RECORDS SUPPLIED:

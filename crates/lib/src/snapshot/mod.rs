//! Persistence of applied plans.
//!
//! After an apply the nodes that are present on their targets are written
//! to a [`Snapshot`]. The next `plan`/`apply` diffs against it, and `destroy`
//! walks it in reverse to run each node's delete text.

mod storage;
mod types;

pub use storage::SnapshotStore;
pub use types::{Snapshot, SnapshotError};
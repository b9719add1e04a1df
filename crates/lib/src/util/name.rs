//! Bounded resource names.
//!
//! Cloud APIs cap identifier length, so names derived from user labels are
//! truncated and suffixed with a slice of the label's fingerprint. There is no
//! registry of issued names: two labels whose truncated prefix and 3-character
//! suffix both collide produce the same name, and the engine reports the
//! duplicate.

use crate::util::hash::fingerprint_strings;

/// Shorten `label` to at most `max_len` characters.
///
/// - labels that fit are returned unchanged
/// - for `max_len <= 4` the first `max_len` fingerprint characters are returned
/// - otherwise `label[..max_len - 4] + "-" + fingerprint[..3]`
///
/// The result always has exactly `min(len(label), max_len)` characters.
pub fn shorten_name(label: &str, max_len: usize) -> String {
  let len = label.chars().count();
  if len <= max_len {
    return label.to_string();
  }

  let hash = fingerprint_strings([label]);
  if max_len <= 4 {
    return hash.prefix(max_len).to_string();
  }

  let head: String = label.chars().take(max_len - 4).collect();
  format!("{}-{}", head, hash.prefix(3))
}
//! Crate-wide constants.

/// Length of the truncated SHA-256 used for [`crate::util::hash::ObjectHash`].
pub const OBJ_HASH_PREFIX_LEN: usize = 20;

/// Maximum length of resource names handed to the engine.
pub const MAX_NAME_LEN: usize = 63;

/// Number of fingerprint characters embedded in remote compose paths.
pub const COMPOSE_PATH_HASH_LEN: usize = 12;

/// Suffix appended to a file's path when it is backed up before overwrite.
pub const DEFAULT_BACKUP_SUFFIX: &str = "bak";

/// Pinned docker compose release installed as a CLI plugin.
pub const DEFAULT_COMPOSE_VERSION: &str = "v2.29.7";

/// Bound on compose bring-up and tear-down, enforced by the remote process.
pub const DEFAULT_COMPOSE_TIMEOUT_SECS: u64 = 300;

/// Blocks until first-boot initialization has finished.
pub const CLOUD_INIT_WAIT: &str = "cloud-init status --wait";

/// Snapshot format version written by this crate.
pub const SNAPSHOT_VERSION: u32 = 1;
//! Implementation of the `provis fingerprint` command.

use std::path::PathBuf;

use anyhow::{Context, Result};

use provis_lib::util::hash::{fingerprint_file, fingerprint_reader, fingerprint_strings};

/// Print fingerprints.
///
/// With `--string` values, prints one fingerprint of their concatenation.
/// Otherwise prints `<fingerprint>  <path>` per file, or the fingerprint of
/// stdin when no files are given.
pub fn cmd_fingerprint(files: &[PathBuf], strings: &[String]) -> Result<()> {
  if !strings.is_empty() {
    println!("{}", fingerprint_strings(strings));
    return Ok(());
  }

  if files.is_empty() {
    let fp = fingerprint_reader(std::io::stdin().lock()).context("Failed to read stdin")?;
    println!("{}", fp);
    return Ok(());
  }

  for file in files {
    let fp = fingerprint_file(file).with_context(|| format!("Failed to read {}", file.display()))?;
    println!("{}  {}", fp, file.display());
  }
  Ok(())
}
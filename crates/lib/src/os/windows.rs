use std::collections::BTreeMap;

use tracing::debug;

use crate::command::{CommandSpec, Trigger};
use crate::util::hash::fingerprint_strings;
use crate::util::shell::{powershell_double_quote, powershell_quote};

use super::{OsCommands, OsFamily, SynthError, require_env_names, require_path};

/// Command synthesis for Windows hosts whose remote shell is PowerShell.
///
/// There is no backup/restore for file writes and no privilege elevation;
/// commands run as the connecting user.
#[derive(Debug, Clone, Copy, Default, PartialEq, Eq)]
pub struct WindowsCommands;

impl OsCommands for WindowsCommands {
  fn family(&self) -> OsFamily {
    OsFamily::Windows
  }

  fn create_directory(&self, path: &str, use_sudo: bool) -> Result<CommandSpec, SynthError> {
    require_path("directory", path)?;
    let p = powershell_quote(path);

    Ok(
      CommandSpec::new(format!("New-Item -ItemType Directory -Force -Path {} | Out-Null", p))
        .with_delete(format!(
          "Remove-Item -Recurse -Force -ErrorAction SilentlyContinue -Path {}",
          p
        ))
        .with_triggers([Trigger::from(path), Trigger::from(use_sudo)])
        .with_sudo(use_sudo),
    )
  }

  fn copy_inline_file(
    &self,
    remote_path: &str,
    content: &str,
    use_sudo: bool,
    append: bool,
  ) -> Result<CommandSpec, SynthError> {
    require_path("file", remote_path)?;
    let p = powershell_quote(remote_path);
    let cmdlet = if append { "Add-Content" } else { "Set-Content" };

    Ok(
      CommandSpec::new(format!("[Console]::In.ReadToEnd() | {} -NoNewline -Path {}", cmdlet, p))
        .with_delete(format!("Remove-Item -Force -ErrorAction SilentlyContinue -Path {}", p))
        .with_triggers([
          Trigger::from(remote_path),
          Trigger::from(&fingerprint_strings([content])),
          Trigger::from(use_sudo),
          Trigger::from(append),
        ])
        .with_stdin(content)
        .with_sudo(use_sudo),
    )
  }

  fn download_executable(&self, url: &str, path: &str, use_sudo: bool) -> Result<CommandSpec, SynthError> {
    if url.trim().is_empty() {
      return Err(SynthError::EmptyUrl);
    }
    require_path("download", path)?;
    let p = powershell_quote(path);

    Ok(
      CommandSpec::new(format!(
        "Invoke-WebRequest -UseBasicParsing -Uri {} -OutFile {}",
        powershell_quote(url),
        p
      ))
      .with_delete(format!("Remove-Item -Force -ErrorAction SilentlyContinue -Path {}", p))
      .with_triggers([Trigger::from(url), Trigger::from(path), Trigger::from(use_sudo)])
      .with_sudo(use_sudo),
    )
  }

  fn build_command_string(
    &self,
    command: Option<&str>,
    env: &BTreeMap<String, String>,
    sudo: bool,
    user: Option<&str>,
  ) -> Result<Option<String>, SynthError> {
    let Some(command) = command else {
      return Ok(None);
    };
    require_env_names(env)?;

    if sudo || user.is_some() {
      debug!(sudo, user = ?user, "privilege changes are not available on windows targets");
    }

    let mut statements: Vec<String> = env
      .iter()
      .map(|(name, value)| format!("$env:{}={}", name, powershell_double_quote(value)))
      .collect();
    statements.push(command.to_string());
    Ok(Some(statements.join("; ")))
  }
}
use enumset::EnumSet;

use super::boolean::Tribool;
use super::Arc;
use crate::algorithms::AlgorithmStrength;
use crate::basic_types::EmptyDomain;
use crate::basic_types::PropagationFailure;
use crate::basic_types::PropagationStatus;
use crate::containers::KeyedVec;
use crate::domains::Domain;
use crate::domains::DomainEvent;
use crate::domains::DomainValue;
use crate::domains::SetDomain;
use crate::domains::SetDomainEvent;
use crate::nodes::BoolNode;
use crate::nodes::Node;
use crate::nodes::NodeId;
use crate::nodes::SetNode;
use crate::nodes::SetNodeId;

/// Read access to the current domain state, shared by arcs (through the
/// [`PropagationContext`]) and constraints (through the graph) so that
/// `is_true`/`is_false` queries and propagation see the same bounds.
pub trait ReadDomains<T: DomainValue> {
    fn min(&self, node: NodeId) -> T;

    fn max(&self, node: NodeId) -> T;

    fn is_bound(&self, node: NodeId) -> bool;

    fn contains(&self, node: NodeId, value: T) -> bool;

    /// The explicit remaining values of an enumerated domain, `None` for
    /// interval domains.
    fn enumerated_values(&self, node: NodeId) -> Option<Vec<T>>;

    /// The three-valued state of a boolean view.
    fn tribool(&self, node: BoolNode) -> Tribool;

    fn is_possible(&self, set: SetNodeId, value: T) -> bool;

    fn is_required(&self, set: SetNodeId, value: T) -> bool;

    fn possible_values(&self, set: SetNodeId) -> Vec<T>;

    fn required_values(&self, set: SetNodeId) -> Vec<T>;

    fn set_is_bound(&self, set: SetNodeId) -> bool;

    /// The graph-wide equality tolerance.
    fn tolerance(&self) -> T;
}

/// Creation of nodes and arcs during constraint compilation. Implemented by
/// the graph (for ordinary posting) and by the [`PropagationContext`] (for
/// arcs posted *during* propagation, e.g. by reification); in the latter case
/// new arcs land in a pending queue that the running algorithm drains between
/// arc evaluations, never in the collection being iterated.
pub trait ArcBuilder<T: DomainValue>: ReadDomains<T> {
    fn build_node(&mut self, domain: Domain<T>) -> NodeId;

    fn build_bool(&mut self) -> BoolNode;

    fn build_set_node(&mut self, domain: SetDomain<T>) -> SetNodeId;

    fn post_arc(&mut self, arc: Box<dyn Arc<T>>);
}

/// The mutable view of the graph handed to an arc's `propagate` call.
///
/// All mutators are monotonic and record the change delta on the touched
/// node; the delta is drained once per arc evaluation by the propagation
/// algorithm, which uses it to enqueue dependent arcs and to notify external
/// listeners.
#[derive(Debug)]
pub struct PropagationContext<'a, T: DomainValue> {
    pub(crate) nodes: &'a mut KeyedVec<NodeId, Node<T>>,
    pub(crate) set_nodes: &'a mut KeyedVec<SetNodeId, SetNode<T>>,
    pub(crate) pending_arcs: &'a mut Vec<Box<dyn Arc<T>>>,
    pub(crate) touched: &'a mut Vec<NodeId>,
    pub(crate) touched_sets: &'a mut Vec<SetNodeId>,
    pub(crate) next_anonymous: &'a mut u32,
    pub(crate) strength: AlgorithmStrength,
    pub(crate) graph_tolerance: T,
}

impl<T: DomainValue> PropagationContext<'_, T> {
    /// The consistency strength of the running algorithm; arcs consult it to
    /// decide between bounds-only and value-level pruning.
    pub fn strength(&self) -> AlgorithmStrength {
        self.strength
    }

    pub fn set_min(&mut self, node: NodeId, value: T) -> PropagationStatus {
        let result = self.nodes[node].domain.set_min(value);
        self.apply_scalar(node, result)
    }

    pub fn set_max(&mut self, node: NodeId, value: T) -> PropagationStatus {
        let result = self.nodes[node].domain.set_max(value);
        self.apply_scalar(node, result)
    }

    pub fn assign(&mut self, node: NodeId, value: T) -> PropagationStatus {
        let result = self.nodes[node].domain.assign(value);
        self.apply_scalar(node, result)
    }

    pub fn remove_value(&mut self, node: NodeId, value: T) -> PropagationStatus {
        let result = self.nodes[node].domain.remove_value(value);
        self.apply_scalar(node, result)
    }

    /// Binds a boolean view to a truth value, honouring its polarity.
    pub fn bind_bool(&mut self, node: BoolNode, value: bool) -> PropagationStatus {
        let actual = value != node.is_negated();
        let encoded = if actual { T::one() } else { T::zero() };
        self.assign(node.node(), encoded)
    }

    pub fn require(&mut self, set: SetNodeId, value: T) -> PropagationStatus {
        let result = self.set_nodes[set].domain.require(value);
        self.apply_set(set, result)
    }

    pub fn exclude(&mut self, set: SetNodeId, value: T) -> PropagationStatus {
        let result = self.set_nodes[set].domain.exclude(value);
        self.apply_set(set, result)
    }

    fn apply_scalar(
        &mut self,
        node: NodeId,
        result: Result<EnumSet<DomainEvent>, EmptyDomain>,
    ) -> PropagationStatus {
        match result {
            Ok(events) => {
                if !events.is_empty() {
                    let entry = &mut self.nodes[node];
                    if entry.pending.is_empty() {
                        self.touched.push(node);
                    }
                    entry.pending |= events;
                }
                Ok(())
            }
            Err(EmptyDomain) => Err(PropagationFailure::for_variable(self.nodes[node].name())),
        }
    }

    fn apply_set(
        &mut self,
        set: SetNodeId,
        result: Result<EnumSet<SetDomainEvent>, EmptyDomain>,
    ) -> PropagationStatus {
        match result {
            Ok(events) => {
                if !events.is_empty() {
                    let entry = &mut self.set_nodes[set];
                    if entry.pending.is_empty() {
                        self.touched_sets.push(set);
                    }
                    entry.pending |= events;
                }
                Ok(())
            }
            Err(EmptyDomain) => {
                Err(PropagationFailure::for_variable(self.set_nodes[set].name()))
            }
        }
    }
}

impl<T: DomainValue> ReadDomains<T> for PropagationContext<'_, T> {
    fn min(&self, node: NodeId) -> T {
        self.nodes[node].domain.min()
    }

    fn max(&self, node: NodeId) -> T {
        self.nodes[node].domain.max()
    }

    fn is_bound(&self, node: NodeId) -> bool {
        self.nodes[node].domain.is_bound()
    }

    fn contains(&self, node: NodeId, value: T) -> bool {
        self.nodes[node].domain.contains(value)
    }

    fn enumerated_values(&self, node: NodeId) -> Option<Vec<T>> {
        self.nodes[node].domain.values().map(<[T]>::to_vec)
    }

    fn tribool(&self, node: BoolNode) -> Tribool {
        tribool_of(self.nodes, node)
    }

    fn is_possible(&self, set: SetNodeId, value: T) -> bool {
        self.set_nodes[set].domain.is_possible(value)
    }

    fn is_required(&self, set: SetNodeId, value: T) -> bool {
        self.set_nodes[set].domain.is_required(value)
    }

    fn possible_values(&self, set: SetNodeId) -> Vec<T> {
        self.set_nodes[set].domain.possible_values().to_vec()
    }

    fn required_values(&self, set: SetNodeId) -> Vec<T> {
        self.set_nodes[set].domain.required_values().to_vec()
    }

    fn set_is_bound(&self, set: SetNodeId) -> bool {
        self.set_nodes[set].domain.is_bound()
    }

    fn tolerance(&self) -> T {
        self.graph_tolerance
    }
}

impl<T: DomainValue> ArcBuilder<T> for PropagationContext<'_, T> {
    fn build_node(&mut self, domain: Domain<T>) -> NodeId {
        let name = anonymous_name(self.next_anonymous, "_n");
        self.nodes.push(Node::new(name, domain))
    }

    fn build_bool(&mut self) -> BoolNode {
        let name = anonymous_name(self.next_anonymous, "_b");
        let domain = Domain::enumerated(vec![T::zero(), T::one()], self.graph_tolerance);
        BoolNode::new(self.nodes.push(Node::new(name, domain)))
    }

    fn build_set_node(&mut self, domain: SetDomain<T>) -> SetNodeId {
        let name = anonymous_name(self.next_anonymous, "_s");
        self.set_nodes.push(SetNode::new(name, domain))
    }

    fn post_arc(&mut self, arc: Box<dyn Arc<T>>) {
        self.pending_arcs.push(arc);
    }
}

/// Reads the three-valued state of a boolean view from the node store.
pub(crate) fn tribool_of<T: DomainValue>(
    nodes: &KeyedVec<NodeId, Node<T>>,
    node: BoolNode,
) -> Tribool {
    let domain = &nodes[node.node()].domain;
    if !domain.is_bound() {
        return Tribool::Undetermined;
    }
    let is_one = domain.min().eq_within(T::one(), domain.tolerance());
    Tribool::from_bool(is_one != node.is_negated())
}

/// Produces a fresh unique name for an anonymous node. The counter is owned
/// by the graph, so independent engine instances never collide.
pub(crate) fn anonymous_name(counter: &mut u32, prefix: &str) -> Box<str> {
    let name = format!("{prefix}{counter}");
    *counter += 1;
    name.into_boxed_str()
}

TASK DESCRIPTION:
All of the lines above that carry the string "their" need to be found and copied.

FINISHED TASK:
//! After an apply the nodes that are present on their targets are written
/// With `--string` values, prints one fingerprint of their concatenation.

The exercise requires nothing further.